> [PROBLEM TO SOLVE] Two lines below mark the span: the one containing "let method = request.method().clone();" and the one containing "let start = std::time::Instant::now();". Set down both, plus every line between, exactly as they stand, and nothing else.

BEGIN

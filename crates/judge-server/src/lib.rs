//! HTTP boundary for the code execution engine.
//!
//! Exposes `run` and `submit` as JSON POST endpoints plus a few operational
//! endpoints for health, supported languages and live sessions. Every
//! execution, successful or not, comes back as a 200 with an
//! `ExecutionResult`; non-2xx responses are reserved for requests the judge
//! could not act on at all.

pub mod error;
pub mod problems;

pub use error::{Result, ServerError};
pub use problems::{FileProblemRepository, ProblemRepository};

use axum::extract::rejection::JsonRejection;
use axum::extract::{DefaultBodyLimit, Path, State};
use axum::response::Json;
use axum::routing::{delete, get, post};
use axum::{middleware, Router};
use judge_core::session::SessionManager;
use judge_core::{
    all_profiles, profile_for, ExecutionResult, JudgeConfig, JudgeError, JudgeService, RunRequest,
    SessionKey, SubmitRequest,
};
use serde::Serialize;
use serde_json::json;
use std::net::SocketAddr;
use std::sync::Arc;
use std::time::Duration;
use tokio::net::TcpListener;
use tokio::task::JoinHandle;
use tower_http::cors::CorsLayer;
use tower_http::trace::TraceLayer;

/// Health check response.
#[derive(Serialize)]
pub struct HealthResponse {
    pub status: String,
    pub timestamp: chrono::DateTime<chrono::Utc>,
    pub version: String,
}

/// Configuration for the judge server.
#[derive(Debug, Clone)]
pub struct ServerConfig {
    /// Server bind address
    pub bind_addr: SocketAddr,
    /// Enable CORS
    pub enable_cors: bool,
    /// Maximum request body size in bytes
    pub max_body_size: usize,
    /// Enable request logging
    pub enable_logging: bool,
    /// How often idle sessions are reaped
    pub reap_interval: Duration,
}

impl Default for ServerConfig {
    fn default() -> Self {
        Self {
            bind_addr: SocketAddr::from(([0, 0, 0, 0], 8080)),
            enable_cors: true,
            max_body_size: 1024 * 1024, // 1MB
            enable_logging: true,
            reap_interval: Duration::from_secs(60),
        }
    }
}

impl ServerConfig {
    /// Create a new server configuration.
    pub fn new() -> Self {
        Self::default()
    }

    /// Builds the server settings from the judge's YAML configuration.
    pub fn from_judge_config(config: &JudgeConfig) -> Result<Self> {
        Ok(Self::default()
            .with_bind_addr_str(&config.server.bind_addr)?
            .with_cors(config.server.enable_cors)
            .with_max_body_size(config.server.body_limit_bytes)
            .with_reap_interval(config.reap_interval()))
    }

    /// Set the bind address.
    pub fn with_bind_addr(mut self, addr: SocketAddr) -> Self {
        self.bind_addr = addr;
        self
    }

    /// Parse and set the bind address from a string.
    pub fn with_bind_addr_str(mut self, addr: &str) -> Result<Self> {
        self.bind_addr = addr
            .parse()
            .map_err(|e| ServerError::config_error(format!("Invalid bind address: {}", e)))?;
        Ok(self)
    }

    /// Enable or disable CORS.
    pub fn with_cors(mut self, enable: bool) -> Self {
        self.enable_cors = enable;
        self
    }

    /// Set maximum request body size.
    pub fn with_max_body_size(mut self, size: usize) -> Self {
        self.max_body_size = size;
        self
    }

    /// Enable or disable request logging.
    pub fn with_logging(mut self, enable: bool) -> Self {
        self.enable_logging = enable;
        self
    }

    pub fn with_reap_interval(mut self, interval: Duration) -> Self {
        self.reap_interval = interval;
        self
    }
}

#[derive(Clone)]
struct AppState {
    judge: Arc<JudgeService>,
    problems: Arc<dyn ProblemRepository>,
}

fn require(field: &str, value: &str) -> Result<()> {
    if value.trim().is_empty() {
        return Err(ServerError::invalid_request(format!(
            "Missing required field: {}",
            field
        )));
    }
    Ok(())
}

/// Handler for the /run POST endpoint.
async fn run_handler(
    State(state): State<AppState>,
    payload: std::result::Result<Json<RunRequest>, JsonRejection>,
) -> Result<Json<ExecutionResult>> {
    let Json(request) = payload.map_err(|e| ServerError::invalid_request(e.body_text()))?;
    require("userId", &request.user_id)?;
    require("sessionId", &request.session_id)?;

    log::info!(
        "Run request from {}/{} ({}, {} test case(s))",
        request.user_id,
        request.session_id,
        request.language,
        request.test_cases.len()
    );
    Ok(Json(state.judge.run(request).await))
}

/// Handler for the /submit POST endpoint.
async fn submit_handler(
    State(state): State<AppState>,
    payload: std::result::Result<Json<SubmitRequest>, JsonRejection>,
) -> Result<Json<ExecutionResult>> {
    let Json(request) = payload.map_err(|e| ServerError::invalid_request(e.body_text()))?;
    require("userId", &request.user_id)?;
    require("sessionId", &request.session_id)?;
    require("problemId", &request.problem_id)?;

    let test_cases = state.problems.test_cases(&request.problem_id).await?;
    log::info!(
        "Submit request from {}/{} for problem {} ({}, {} test case(s))",
        request.user_id,
        request.session_id,
        request.problem_id,
        request.language,
        test_cases.len()
    );
    Ok(Json(state.judge.submit(request, test_cases).await))
}

async fn languages_handler() -> Json<serde_json::Value> {
    Json(json!({ "languages": all_profiles() }))
}

async fn sessions_handler(State(state): State<AppState>) -> Json<serde_json::Value> {
    let sessions = state.judge.sessions().list().await;
    Json(json!({
        "count": sessions.len(),
        "sessions": sessions,
        "timestamp": chrono::Utc::now()
    }))
}

/// Handler for the /sessions/{userId}/{sessionId}/{language} DELETE endpoint.
async fn kill_session_handler(
    State(state): State<AppState>,
    Path((user_id, session_id, language)): Path<(String, String, String)>,
) -> Result<Json<serde_json::Value>> {
    let profile =
        profile_for(&language).ok_or_else(|| JudgeError::UnsupportedLanguage(language.clone()))?;
    let key = SessionKey::new(user_id, session_id, profile.name);

    if state.judge.sessions().kill_session(&key).await {
        Ok(Json(json!({
            "status": "killed",
            "session": key.to_string(),
            "timestamp": chrono::Utc::now()
        })))
    } else {
        Err(ServerError::SessionNotFound(key.to_string()))
    }
}

/// Periodically destroys idle sessions until aborted.
pub fn spawn_reaper(sessions: Arc<SessionManager>, interval: Duration) -> JoinHandle<()> {
    tokio::spawn(async move {
        let mut ticker = tokio::time::interval(interval);
        ticker.set_missed_tick_behavior(tokio::time::MissedTickBehavior::Delay);
        // The first tick completes immediately.
        ticker.tick().await;
        loop {
            ticker.tick().await;
            let reaped = sessions.reap_idle().await;
            if !reaped.is_empty() {
                log::info!("Reaped {} idle session(s)", reaped.len());
            }
        }
    })
}

/// The judge HTTP server.
pub struct JudgeServer {
    judge: Arc<JudgeService>,
    problems: Arc<dyn ProblemRepository>,
    config: ServerConfig,
}

impl JudgeServer {
    pub fn new(
        judge: Arc<JudgeService>,
        problems: Arc<dyn ProblemRepository>,
        config: ServerConfig,
    ) -> Self {
        Self {
            judge,
            problems,
            config,
        }
    }

    /// Get the server configuration.
    pub fn config(&self) -> &ServerConfig {
        &self.config
    }

    /// Build the Axum router with all routes and middleware.
    pub fn build_router(&self) -> Router {
        let state = AppState {
            judge: self.judge.clone(),
            problems: self.problems.clone(),
        };

        let mut router = Router::new()
            .route(
                "/health",
                get(|| async {
                    Json(HealthResponse {
                        status: "healthy".to_string(),
                        timestamp: chrono::Utc::now(),
                        version: env!("CARGO_PKG_VERSION").to_string(),
                    })
                }),
            )
            .route("/languages", get(languages_handler))
            .route("/run", post(run_handler))
            .route("/submit", post(submit_handler))
            .route("/sessions", get(sessions_handler))
            .route(
                "/sessions/{user_id}/{session_id}/{language}",
                delete(kill_session_handler),
            )
            .layer(DefaultBodyLimit::max(self.config.max_body_size))
            .with_state(state);

        if self.config.enable_logging {
            router = router.layer(middleware::from_fn(
                |request: axum::http::Request<axum::body::Body>, next: axum::middleware::Next| async {
                    let request_id = uuid::Uuid::new_v4().to_string();
                    let method = request.method().clone();
                    let uri = request.uri().clone();

                    // Health probes are frequent and uninteresting.
                    let quiet = uri.path() == "/health";
                    if quiet {
                        log::debug!("Request {} {} {}", request_id, method, uri);
                    } else {
                        log::info!("Request {} {} {}", request_id, method, uri);
                    }

                    let start = std::time::Instant::now();
                    let response = next.run(request).await;
                    let duration = start.elapsed();

                    if quiet {
                        log::debug!("Response {} {} in {:?}", request_id, response.status(), duration);
                    } else {
                        log::info!("Response {} {} in {:?}", request_id, response.status(), duration);
                    }
                    response
                },
            ));
        }

        router = router.layer(TraceLayer::new_for_http());

        if self.config.enable_cors {
            router = router.layer(CorsLayer::permissive());
        }

        router
    }

    /// Serves until `shutdown_signal` resolves, then destroys every session.
    pub async fn serve_with_shutdown<F>(self, shutdown_signal: F) -> Result<()>
    where
        F: std::future::Future<Output = ()> + Send + 'static,
    {
        let router = self.build_router();
        let listener = TcpListener::bind(self.config.bind_addr)
            .await
            .map_err(|e| {
                ServerError::config_error(format!(
                    "Failed to bind to {}: {}",
                    self.config.bind_addr, e
                ))
            })?;

        log::info!("Judge server listening on {}", self.config.bind_addr);
        log::info!("Health check: http://{}/health", self.config.bind_addr);

        let reaper = spawn_reaper(self.judge.sessions().clone(), self.config.reap_interval);

        let served = axum::serve(listener, router)
            .with_graceful_shutdown(shutdown_signal)
            .await
            .map_err(|e| ServerError::internal(format!("Server error: {}", e)));

        reaper.abort();
        let destroyed = self.judge.sessions().shutdown().await;
        log::info!("Judge server shut down, {} session(s) destroyed", destroyed);
        served
    }
}

/// Utility function to create a shutdown signal from Ctrl+C or SIGTERM.
pub async fn shutdown_signal() {
    let ctrl_c = async {
        if let Err(e) = tokio::signal::ctrl_c().await {
            log::error!("Failed to install Ctrl+C handler: {}", e);
            std::future::pending::<()>().await;
        }
    };

    #[cfg(unix)]
    let terminate = async {
        match tokio::signal::unix::signal(tokio::signal::unix::SignalKind::terminate()) {
            Ok(mut signal) => {
                signal.recv().await;
            }
            Err(e) => {
                log::error!("Failed to install SIGTERM handler: {}", e);
                std::future::pending::<()>().await;
            }
        }
    };

    #[cfg(not(unix))]
    let terminate = std::future::pending::<()>();

    tokio::select! {
        _ = ctrl_c => {
            log::info!("Received Ctrl+C, shutting down...");
        },
        _ = terminate => {
            log::info!("Received SIGTERM, shutting down...");
        },
    }
}
//! Session table abstraction.
//!
//! The table is injected into the `SessionManager` rather than living in a
//! global, so each server instance (and each test) owns its own.

use async_trait::async_trait;
use chrono::{DateTime, Utc};
use std::collections::HashMap;
use tokio::sync::RwLock;

use super::{Session, SessionKey};

#[async_trait]
pub trait SessionStore: Send + Sync {
    async fn get(&self, key: &SessionKey) -> Option<Session>;

    /// Inserts or replaces the session recorded for its key.
    async fn insert(&self, session: Session);

    async fn remove(&self, key: &SessionKey) -> Option<Session>;

    async fn list(&self) -> Vec<Session>;

    /// Refreshes the last-used timestamp. Returns false if the key is unknown.
    async fn touch(&self, key: &SessionKey, at: DateTime<Utc>) -> bool;
}

#[derive(Default)]
pub struct InMemorySessionStore {
    sessions: RwLock<HashMap<SessionKey, Session>>,
}

impl InMemorySessionStore {
    pub fn new() -> Self {
        Self::default()
    }
}

#[async_trait]
impl SessionStore for InMemorySessionStore {
    async fn get(&self, key: &SessionKey) -> Option<Session> {
        self.sessions.read().await.get(key).cloned()
    }

    async fn insert(&self, session: Session) {
        self.sessions
            .write()
            .await
            .insert(session.key.clone(), session);
    }

    async fn remove(&self, key: &SessionKey) -> Option<Session> {
        self.sessions.write().await.remove(key)
    }

    async fn list(&self) -> Vec<Session> {
        self.sessions.read().await.values().cloned().collect()
    }

    async fn touch(&self, key: &SessionKey, at: DateTime<Utc>) -> bool {
        match self.sessions.write().await.get_mut(key) {
            Some(session) => {
                session.last_used = at;
                true
            }
            None => false,
        }
    }
}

END

> [TASK OUTPUT]
                    let method = request.method().clone();
                    let uri = request.uri().clone();

                    // Health probes are frequent and uninteresting.
                    let quiet = uri.path() == "/health";
                    if quiet {
                        log::debug!("Request {} {} {}", request_id, method, uri);
                    } else {
                        log::info!("Request {} {} {}", request_id, method, uri);
                    }

                    let start = std::time::Instant::now();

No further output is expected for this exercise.